If your app manages uploaded images or video:

txt
openid docs.read:* docs.write:* media.read:* media.write:*

Then send the user through the OAuth quickstart.

Read documents

List the documents the user granted to your app:

js
const { docs } = await fetch("https://meridiem.markwhen.com/api/v1/docs", {
  headers: {
    authorization: `Bearer ${accessToken}`,
  },
}).then((r) => r.json());

const remarkingDocs = docs.filter((doc) => doc.header?.remarking?.view);

Each document includes a path like rob/notes and a stable doc_id.

Read entries

For feed-like apps, entries are often easier than raw document text:

js
const entries = await fetch(
  `https://meridiem.markwhen.com/api/v1/docs/${username}/doc/${docName}/entries`,
  {
    method: "POST",
    headers: {
      authorization: `Bearer ${accessToken}`,
      "content-type": "application/json",
    },
    body: JSON.stringify({
      property_filter: {
        status: "published",
      },
    }),
  },
).then((r) => r.json());

You can also fetch the full document when your app needs text editing or parsing:

js
const doc = await fetch(
  `https://meridiem.markwhen.com/api/v1/docs/${username}/doc/${docName}`,
  {
    headers: {
      authorization: `Bearer ${accessToken}`,
    },
  },
).then((r) => r.json());

console.log(doc.text);
console.log(doc.parsed);

Write a new entry

To append a new entry, patch the document:

js
const result = await fetch(
  `https://meridiem.markwhen.com/api/v1/docs/${username}/doc/${docName}`,
  {
    method: "PATCH",
    headers: {
      authorization: `Bearer ${accessToken}`,
      "content-type": "application/json",
    },
    body: JSON.stringify({
      edits: [
        {
          text: "dt{yyyy-MM-dd HH:mm}: Published from my app\n  status: published",
          timezone: "America/Los_Angeles",
        },
      ],
    }),
  },
);

const { added } = await result.json();

dt{...} is replaced on the server using Luxon date formatting.

Update document settings

Use the header endpoint when your app changes document-level settings:

js
await fetch(
  `https://meridiem.markwhen.com/api/v1/docs/${username}/doc/${docName}/header`,
  {
    method: "PATCH",
    headers: {
      authorization: `Bearer ${accessToken}`,
      "content-type": "application/json",
    },
    body: JSON.stringify({
      merge: {
        mealplanner: {
          defaultMeal: "dinner",
        },
      },
    }),
  },
);

Use webhooks for freshness

Polling works for prototypes.

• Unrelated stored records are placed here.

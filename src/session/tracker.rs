use crate::core::EntityRef;

/// Pending explicit saves and deletes, kept in call order and deduped by
/// entity handle so repeated calls for one object queue one unit of work.
#[derive(Default)]
pub(crate) struct ChangeTracker {
    saves: Vec<EntityRef>,
    deletes: Vec<EntityRef>,
}

impl ChangeTracker {
    /// Queues an entity for insertion; returns `false` if already pending.
    pub fn queue_save(&mut self, entity: EntityRef) -> bool {
        if self.saves.iter().any(|queued| queued.same_entity(&entity)) {
            return false;
        }
        self.saves.push(entity);
        true
    }

    /// Queues an entity for deletion; returns `false` if already pending.
    pub fn queue_delete(&mut self, entity: EntityRef) -> bool {
        if self.deletes.iter().any(|queued| queued.same_entity(&entity)) {
            return false;
        }
        self.deletes.push(entity);
        true
    }

    pub fn is_delete_pending(&self, entity: &EntityRef) -> bool {
        self.deletes.iter().any(|queued| queued.same_entity(entity))
    }

    pub fn take_saves(&mut self) -> Vec<EntityRef> {
        std::mem::take(&mut self.saves)
    }

    pub fn take_deletes(&mut self) -> Vec<EntityRef> {
        std::mem::take(&mut self.deletes)
    }
}
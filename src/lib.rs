// ============================================================================
// VellumDB Library
// ============================================================================

pub mod connection;
pub mod core;
pub mod index;
pub mod query;
pub mod session;
mod store;

// Re-export main types for convenience
pub use crate::connection::config::StoreConfig;
pub use crate::connection::memory::{MemoryBackend, MemoryConnection};
pub use crate::connection::{
    Connection, ConnectionFactory, DocumentStorage, IndexRowRecord, IsolationLevel,
};
pub use crate::core::{simplified_type_name, DbError, Document, Persist, Result, Tracked};
pub use crate::index::{DescriptorRegistry, IndexCommand, IndexDescriptor, IndexModel};
pub use crate::query::IndexQuery;
pub use crate::session::DocumentSession;
pub use crate::store::DocumentStore;

// Re-export derive macros
pub use vellumdb_derive::{IndexModel, Persist};

/// Common imports for application code.
pub mod prelude {
    pub use crate::{
        DbError, DescriptorRegistry, DocumentSession, DocumentStore, IndexDescriptor, IndexModel,
        IndexQuery, IsolationLevel, MemoryBackend, Persist, Result, StoreConfig, Tracked,
    };
}
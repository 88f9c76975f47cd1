// Copyright (c) Handball Connect Team
// SPDX-License-Identifier: Apache-2.0

//! HTTP surface over the stores: REST endpoints plus server-sent event
//! streams for the live subscriptions.

mod auth;
mod handlers;

pub use auth::Auth;

use std::net::SocketAddr;
use std::sync::Arc;

use axum::http::StatusCode;
use axum::response::{IntoResponse, Response};
use axum::routing::{get, post, put};
use axum::{Json, Router};
use tower_http::cors::{Any, CorsLayer};
use tower_http::trace::TraceLayer;
use tracing::info;

use crate::config::Config;
use crate::error::Error;
use crate::images::ImageStore;
use crate::stores::Stores;

#[derive(Clone)]
pub struct AppState {
    pub stores: Arc<Stores>,
    pub images: Arc<ImageStore>,
}

/// Build the full route table.
pub fn router(state: AppState) -> Router {
    let cors = CorsLayer::new()
        .allow_origin(Any)
        .allow_methods(Any)
        .allow_headers(Any);

    Router::new()
        .route("/health", get(handlers::health::health_check))
        // Identity
        .route("/api/auth/register", post(handlers::auth::register))
        .route("/api/auth/login", post(handlers::auth::login))
        .route(
            "/api/auth/password-reset",
            post(handlers::auth::request_password_reset),
        )
        .route(
            "/api/auth/password-reset/confirm",
            post(handlers::auth::confirm_password_reset),
        )
        // Accounts and admin
        .route(
            "/api/accounts/me",
            get(handlers::accounts::me).patch(handlers::accounts::update_me),
        )
        .route(
            "/api/accounts/me/image",
            post(handlers::accounts::upload_profile_image),
        )
        .route("/api/accounts", get(handlers::admin::list_accounts))
        .route("/api/accounts/:id", get(handlers::accounts::account))
        .route(
            "/api/accounts/:id/live",
            get(handlers::accounts::account_live),
        )
        .route("/api/admin/accounts/:id/admin", put(handlers::admin::set_admin))
        .route(
            "/api/admin/accounts/:id/disabled",
            put(handlers::admin::set_disabled),
        )
        // Feed
        .route("/api/feed", get(handlers::feed::feed))
        .route("/api/feed/live", get(handlers::feed::feed_live))
        .route("/api/posts", post(handlers::feed::create_post))
        .route(
            "/api/posts/:id",
            get(handlers::feed::post).delete(handlers::feed::delete_post),
        )
        .route("/api/posts/:id/live", get(handlers::feed::post_live))
        .route("/api/posts/:id/like", post(handlers::feed::toggle_like))
        .route(
            "/api/posts/:id/comments",
            get(handlers::feed::comments).post(handlers::feed::add_comment),
        )
        .route(
            "/api/posts/:id/comments/live",
            get(handlers::feed::comments_live),
        )
        // Messaging
        .route(
            "/api/conversations",
            get(handlers::messages::conversations).post(handlers::messages::open_conversation),
        )
        .route(
            "/api/conversations/live",
            get(handlers::messages::conversations_live),
        )
        .route(
            "/api/conversations/:id/messages",
            get(handlers::messages::messages).post(handlers::messages::send_text),
        )
        .route(
            "/api/conversations/:id/messages/live",
            get(handlers::messages::messages_live),
        )
        .route(
            "/api/conversations/:id/messages/image",
            post(handlers::messages::send_image),
        )
        .route("/api/unread", get(handlers::messages::unread_total))
        // Tactics boards
        .route(
            "/api/boards",
            get(handlers::boards::my_boards).post(handlers::boards::save_board),
        )
        .route("/api/boards/live", get(handlers::boards::my_boards_live))
        .route("/api/boards/shared", get(handlers::boards::shared_boards))
        .route(
            "/api/boards/shared/live",
            get(handlers::boards::shared_boards_live),
        )
        .route(
            "/api/boards/templates/:name",
            get(handlers::boards::template),
        )
        .route(
            "/api/boards/:id",
            get(handlers::boards::board).delete(handlers::boards::delete_board),
        )
        .route("/api/boards/:id/share", put(handlers::boards::set_shared))
        .route(
            "/api/boards/:id/snapshot",
            post(handlers::boards::upload_snapshot),
        )
        // Images
        .route("/api/images/*reference", get(handlers::images::serve))
        .with_state(state)
        .layer(TraceLayer::new_for_http())
        .layer(cors)
}

/// Bind and serve until shutdown.
pub async fn serve(config: &Config, state: AppState) -> anyhow::Result<()> {
    let addr: SocketAddr = format!("{}:{}", config.server.host, config.server.port).parse()?;
    let listener = tokio::net::TcpListener::bind(addr).await?;
    info!("API server listening on {addr}");

    axum::serve(listener, router(state))
        .with_graceful_shutdown(async {
            let _ = tokio::signal::ctrl_c().await;
            info!("shutdown signal received");
        })
        .await?;
    Ok(())
}

impl IntoResponse for Error {
    fn into_response(self) -> Response {
        let status = match &self {
            Error::NotAuthenticated => StatusCode::UNAUTHORIZED,
            Error::NotAuthorized(_) => StatusCode::FORBIDDEN,
            Error::NotFound(_, _) => StatusCode::NOT_FOUND,
            Error::Validation(_) => StatusCode::UNPROCESSABLE_ENTITY,
            Error::Backend(err) => {
                tracing::error!(%err, "request failed");
                StatusCode::INTERNAL_SERVER_ERROR
            }
        };
        let body = Json(serde_json::json!({ "error": self.to_string() }));
        (status, body).into_response()
    }
}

For production apps, add a doc_changed_webhook URL in your app settings and listen for doc.changed events.

See Webhooks.

Agent checklist

If you are asking an agent to build a Meridiem app, give it this checklist:

  • Register a Meridiem app and record the app ID.
  • Use PKCE unless the token exchange happens on a trusted server.
  • Request only the scopes the app needs.
  • Store access_token and refresh_token; refresh on 401 or 405.
  • Use /api/v1/docs to discover available documents.
  • Use header fields for app-level configuration.
  • Use event properties for structured per-entry data.
  • Use markwhen for dated logs and markdown for long-form pages.
  • Use webhooks when the app should react to document changes.

A tiny app prompt

You can hand this to a coding agent:

txt
Build a small Meridiem OAuth app.

It should:
- connect to Meridiem with OAuth PKCE
- request openid and docs.read:*
- list documents from /api/v1/docs
- show documents where header.myapp.enabled is true
- fetch entries for the selected document
- render the entries in reverse chronological order
- refresh the Meridiem token if an API call returns 401 or 405

Use header.myapp for document-level settings and event properties for per-entry metadata.